Voyager rend humble


Joseph Facal
Je vous retrouve, cher lecteur, avec un plaisir renouvelé après deux petites semaines de vacances.
J’étais en Galice, dans le nord-ouest de l’Espagne.
C’est une région plus verte, plus maritime, moins chaude, infiniment moins touristique que l’Andalousie ou la Catalogne.
En Galice, beaucoup de touristes, si on peut les appeler ainsi, sont des randonneurs qui font le chemin de Compostelle.
Famille
Mon port d’attache était La Corogne, qui donne sur l’océan Atlantique, une ville à peine plus peuplée que Sherbrooke, assez grande pour y trouver de tout, assez petite pour pouvoir s’y relaxer, et parfaite comme point de départ pour des excursions autour.
Je suis né et j’ai grandi au bord de la mer, et j’en ai périodiquement besoin.
Et puis la plage en milieu urbain a un atout évident: une fois qu’on a enlevé le sable sur nos orteils, on a toutes les possibilités de la ville quand arrive l’heure de l’apéro.
Cette région est celle de mes ancêtres. Mon grand-père paternel y est né.
Il avait de nombreux frères et sœurs. Comme l’aîné héritait de toute la terre dans les familles d’agriculteurs, il a préféré, avec un seul de ses frères, partir en Uruguay pour y faire sa vie.
Il devait avoir autour de 18 ans. C’était vers la fin de la Première Guerre mondiale, je pense.
Nous avons retrouvé le minuscule cimetière, derrière l’église, où sont enterrés d’autres Facal.
C’est dans une paroisse nommée Oca, dans le village de Coristanco.
Ils reposent tous là. C’est très étrange de retrouver un endroit dans lequel votre nom de famille est aussi banal que Demers ou Pomerleau.
Je ne peux pas me passer des voyages. C’est mon oxygène. Croyez-moi, je mesure mon privilège.
Quand je vois quelqu’un mettre 60 000$ dans une auto qui sert à aller à l’épicerie ou pour essayer d’impressionner, je me dis que ma modeste bagnole me dégage autour de 30 000$ pour découvrir le monde.

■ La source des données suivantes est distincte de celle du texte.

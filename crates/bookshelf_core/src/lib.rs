//! Core domain logic for the Bookshelf catalog.
//! This crate is the single source of truth for catalog invariants.

pub mod db;
pub mod logging;
pub mod model;
pub mod repo;
pub mod search;
pub mod service;

pub use db::{ensure_schema, open_db, open_db_in_memory, CatalogStore, DbError, DbResult, Session};
pub use logging::{default_log_level, init_logging, logging_status};
pub use model::book::{
    Book, BookFields, BookId, BookInput, FieldViolation, ValidationError, YEAR_MAX, YEAR_MIN,
};
pub use repo::book_repo::{
    BookRepository, Page, RepoError, RepoResult, SqliteBookRepository, PAGE_LIMIT_DEFAULT,
    PAGE_LIMIT_MAX,
};
pub use search::substring::{search_books, BookMatcher, SearchQuery};
pub use service::book_service::{BookService, CatalogError, CatalogResult};

/// Returns the core crate version.
pub fn core_version() -> &'static str {
    env!("CARGO_PKG_VERSION")
}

Chacun ses choix? Si on veut, mais c’est un peu court comme réponse.
Monde
«Voyager, disait Flaubert, rend modeste. On voit mieux la place minuscule qu’on occupe dans le monde.»
Évidemment, en matière de voyages qui ouvrent l’esprit, j’exclus les tout-inclus (je n’ai rien contre), parfaits pour se relaxer, mais sans ancrage dans la culture locale.

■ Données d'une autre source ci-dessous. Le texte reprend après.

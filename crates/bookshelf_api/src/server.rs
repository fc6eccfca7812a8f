//! # HTTP Server
//!
//! Binds the catalog router and serves it until a shutdown signal arrives.

use std::future::Future;

use axum::http::HeaderValue;
use axum::Router;
use bookshelf_core::CatalogStore;
use log::{info, warn};
use tokio::net::TcpListener;
use tower_http::cors::{AllowOrigin, Any, CorsLayer};

use super::config::ServerConfig;
use super::routes::{catalog_routes, AppState};

/// HTTP server for the book catalog
pub struct CatalogServer {
    config: ServerConfig,
    router: Router,
}

impl CatalogServer {
    /// Create a server over an already opened store
    pub fn new(config: ServerConfig, store: CatalogStore) -> Self {
        let router = Self::build_router(&config, store);
        Self { config, router }
    }

    fn build_router(config: &ServerConfig, store: CatalogStore) -> Router {
        let router = catalog_routes(AppState::new(store));
        match cors_layer(&config.cors_origins) {
            Some(cors) => router.layer(cors),
            None => router,
        }
    }

    /// Get the socket address
    pub fn socket_addr(&self) -> String {
        self.config.socket_addr()
    }

    /// Consumes the server, returning the router with CORS applied.
    pub fn router(self) -> Router {
        self.router
    }

    /// Serve until `shutdown` resolves; in-flight requests are drained first.
    pub async fn serve(
        self,
        shutdown: impl Future<Output = ()> + Send + 'static,
    ) -> std::io::Result<()> {
        let listener = TcpListener::bind(self.config.socket_addr()).await?;
        info!(
            "event=server_start module=api status=ok addr={} db_path={}",
            listener.local_addr()?,
            self.config.db_path.display()
        );

        axum::serve(listener, self.router)
            .with_graceful_shutdown(shutdown)
            .await?;

        info!("event=server_stop module=api status=ok");
        Ok(())
    }
}

fn cors_layer(origins: &[String]) -> Option<CorsLayer> {
    if origins.is_empty() {
        return None;
    }

    let allowed: Vec<HeaderValue> = origins
        .iter()
        .filter_map(|origin| match origin.parse::<HeaderValue>() {
            Ok(value) => Some(value),
            Err(_) => {
                warn!("event=cors_config module=api status=skipped origin={origin}");
                None
            }
        })
        .collect();

    Some(
        CorsLayer::new()
            .allow_origin(AllowOrigin::list(allowed))
            .allow_methods(Any)
            .allow_headers(Any),
    )
}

On pourrait croire que celui qui a beaucoup voyagé devient arrogant.
C’est généralement le contraire, sauf si vous parcourez la planète en jet privé pour vous tenir dans des cercles VIP.
C’est plutôt celui qui est rarement sorti de chez lui qui juge tout à l’aune de sa vision réductrice, car il ne connaît pas autre chose.
Il pensera souvent que son mode de vie et ses idées sont les seuls possibles.
Celui qui voyage beaucoup, lui, élargit continuellement sa zone de confort, tout en découvrant que ses idées et ses habitudes ne sont qu’une possibilité parmi des tas d’autres.
Cette humilité se double d’un agrandissement intérieur.